Collected data entries:
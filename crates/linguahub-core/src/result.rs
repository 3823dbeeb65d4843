//! Convenience result type alias for LinguaHub.

use crate::error::AppError;

/// A specialized `Result` type for LinguaHub operations.
///
/// This is defined as a convenience so that every crate does not need to
/// write `Result<T, AppError>` explicitly.
pub type AppResult<T> = Result<T, AppError>;
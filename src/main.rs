//! LinguaHub realtime client — connects to a LinguaHub server and tails
//! every realtime event to the terminal.
//!
//! Acts as the composition root: loads configuration, initializes
//! logging, and wires the token provider into the connection manager.

use std::sync::Arc;

use clap::Parser;
use tokio::io::{AsyncBufReadExt, BufReader};
use tracing_subscriber::{fmt, EnvFilter};

use linguahub_core::config::ClientConfig;
use linguahub_core::error::AppError;
use linguahub_core::traits::token::TokenProvider;
use linguahub_realtime::{RealtimeClient, WsConnector};

#[derive(Debug, Parser)]
#[command(
    name = "linguahub-client",
    about = "Tail realtime events from a LinguaHub server"
)]
struct Args {
    /// Configuration environment (merges config/default.toml with
    /// config/<env>.toml).
    #[arg(long, default_value = "development")]
    env: String,
    /// Override the WebSocket endpoint from configuration.
    #[arg(long)]
    endpoint: Option<String>,
    /// Bearer token; falls back to the LINGUAHUB_TOKEN environment
    /// variable when omitted.
    #[arg(long)]
    token: Option<String>,
}

/// Token accessor backed by a CLI flag or the process environment.
struct CliTokenProvider {
    explicit: Option<String>,
}

impl TokenProvider for CliTokenProvider {
    fn access_token(&self) -> Option<String> {
        self.explicit
            .clone()
            .or_else(|| std::env::var("LINGUAHUB_TOKEN").ok())
    }
}

#[tokio::main]
async fn main() {
    let args = Args::parse();

    let config = match ClientConfig::load(&args.env) {
        Ok(config) => config,
        Err(e) => {
            eprintln!("Failed to load configuration: {e}");
            std::process::exit(1);
        }
    };

    init_logging(&config);

    if let Err(e) = run(config, args).await {
        tracing::error!("Client error: {}", e);
        std::process::exit(1);
    }
}

/// Initialize tracing/logging
fn init_logging(config: &ClientConfig) {
    let filter = EnvFilter::try_from_default_env()
        .unwrap_or_else(|_| EnvFilter::new(&config.logging.level));

    match config.logging.format.as_str() {
        "json" => {
            fmt()
                .json()
                .with_env_filter(filter)
                .with_target(true)
                .init();
        }
        _ => {
            fmt().pretty().with_env_filter(filter).with_target(false).init();
        }
    }
}

async fn run(config: ClientConfig, args: Args) -> Result<(), AppError> {
    let endpoint = args.endpoint.unwrap_or_else(|| config.endpoint.clone());
    let tokens = Arc::new(CliTokenProvider {
        explicit: args.token,
    });

    let client = Arc::new(RealtimeClient::new(
        &endpoint,
        config.realtime.clone(),
        Arc::new(WsConnector::new()),
        tokens,
    ));

    let _messages = client.on_message(|msg| {
        tracing::info!(
            kind = %msg.kind,
            payload = %serde_json::Value::Object(msg.data.clone()),
            "event"
        );
    });
    let _errors = client.on_error(|err| {
        tracing::warn!(error = %err, "connection error");
    });
    let _status = client.on_status_change(|connected| {
        tracing::info!(connected, "connection status changed");
    });
    let _auth = client.on_auth_error(|reason| {
        tracing::error!(reason = %reason, "authentication rejected, re-login required");
    });

    tracing::info!(endpoint = %endpoint, "connecting");
    client.connect().await?;

    // Lines typed on stdin are sent to the server as raw JSON payloads.
    let sender = Arc::clone(&client);
    tokio::spawn(async move {
        let mut lines = BufReader::new(tokio::io::stdin()).lines();
        while let Ok(Some(line)) = lines.next_line().await {
            let line = line.trim();
            if line.is_empty() {
                continue;
            }
            match serde_json::from_str::<serde_json::Value>(line) {
                Ok(payload) => sender.send(&payload),
                Err(e) => tracing::warn!(error = %e, "input is not valid JSON, ignored"),
            }
        }
    });

    tokio::signal::ctrl_c().await?;
    tracing::info!("shutting down");
    client.disconnect();
    Ok(())
}
//! Endpoint URL normalization and connection URL construction.

/// Normalizes a base endpoint URL by collapsing runs of redundant path
/// separators, preserving the scheme's `://`.
pub fn normalize_endpoint(raw: &str) -> String {
    let trimmed = raw.trim();
    let (scheme, rest) = match trimmed.find("://") {
        Some(idx) => trimmed.split_at(idx + 3),
        None => ("", trimmed),
    };

    let mut normalized = String::with_capacity(trimmed.len());
    normalized.push_str(scheme);

    let mut previous_was_slash = false;
    for ch in rest.chars() {
        if ch == '/' {
            if previous_was_slash {
                continue;
            }
            previous_was_slash = true;
        } else {
            previous_was_slash = false;
        }
        normalized.push(ch);
    }

    normalized
}

/// Builds the outbound connection URL with the bearer token appended as a
/// query credential.
pub fn connection_url(endpoint: &str, token: &str) -> String {
    let separator = if endpoint.contains('?') { '&' } else { '?' };
    format!("{endpoint}{separator}token={token}")
}
//! WebSocket transport backed by tokio-tungstenite.

use async_trait::async_trait;
use futures::{SinkExt, StreamExt};
use tokio::net::TcpStream;
use tokio_tungstenite::tungstenite::protocol::frame::coding::CloseCode;
use tokio_tungstenite::tungstenite::protocol::CloseFrame;
use tokio_tungstenite::tungstenite::Message;
use tokio_tungstenite::{connect_async, MaybeTlsStream, WebSocketStream};
use tracing::debug;

use linguahub_core::error::AppError;
use linguahub_core::result::AppResult;

use super::{CloseReason, Connector, Incoming, Transport};

type WsStream = WebSocketStream<MaybeTlsStream<TcpStream>>;

/// Opens real WebSocket connections.
#[derive(Debug, Default)]
pub struct WsConnector;

impl WsConnector {
    /// Creates a new connector.
    pub fn new() -> Self {
        Self
    }
}

#[async_trait]
impl Connector for WsConnector {
    async fn open(&self, url: &str) -> AppResult<Box<dyn Transport>> {
        let (stream, _response) = connect_async(url)
            .await
            .map_err(|e| AppError::connection(format!("websocket handshake failed: {e}")))?;
        Ok(Box::new(WsTransport { stream }))
    }
}

/// A live tokio-tungstenite WebSocket connection.
pub struct WsTransport {
    stream: WsStream,
}

#[async_trait]
impl Transport for WsTransport {
    async fn send(&mut self, text: String) -> AppResult<()> {
        self.stream
            .send(Message::text(text))
            .await
            .map_err(|e| AppError::connection(format!("websocket send failed: {e}")))
    }

    async fn recv(&mut self) -> Incoming {
        loop {
            match self.stream.next().await {
                Some(Ok(Message::Text(text))) => return Incoming::Frame(text.to_string()),
                Some(Ok(Message::Close(frame))) => {
                    return Incoming::Closed(frame.map(|f| CloseReason {
                        code: f.code.into(),
                        reason: f.reason.to_string(),
                    }));
                }
                // Binary framing is not part of the protocol; control
                // ping/pong is handled by the library.
                Some(Ok(_)) => continue,
                Some(Err(e)) => {
                    debug!(error = %e, "websocket stream error");
                    return Incoming::Closed(None);
                }
                None => return Incoming::Closed(None),
            }
        }
    }

    async fn close(&mut self, code: u16) -> AppResult<()> {
        self.stream
            .close(Some(CloseFrame {
                code: CloseCode::from(code),
                reason: "".into(),
            }))
            .await
            .map_err(|e| AppError::connection(format!("websocket close failed: {e}")))
    }
}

Work to complete
Each line in the entries above, starting at the line with "filename src/main.rs" and ending at the line with "use clap::Parser;", is to be printed exactly, and only those lines.

Answer to this problem
filename src/main.rs
//! LinguaHub realtime client — connects to a LinguaHub server and tails
//! every realtime event to the terminal.
//!
//! Acts as the composition root: loads configuration, initializes
//! logging, and wires the token provider into the connection manager.

use std::sync::Arc;

use clap::Parser;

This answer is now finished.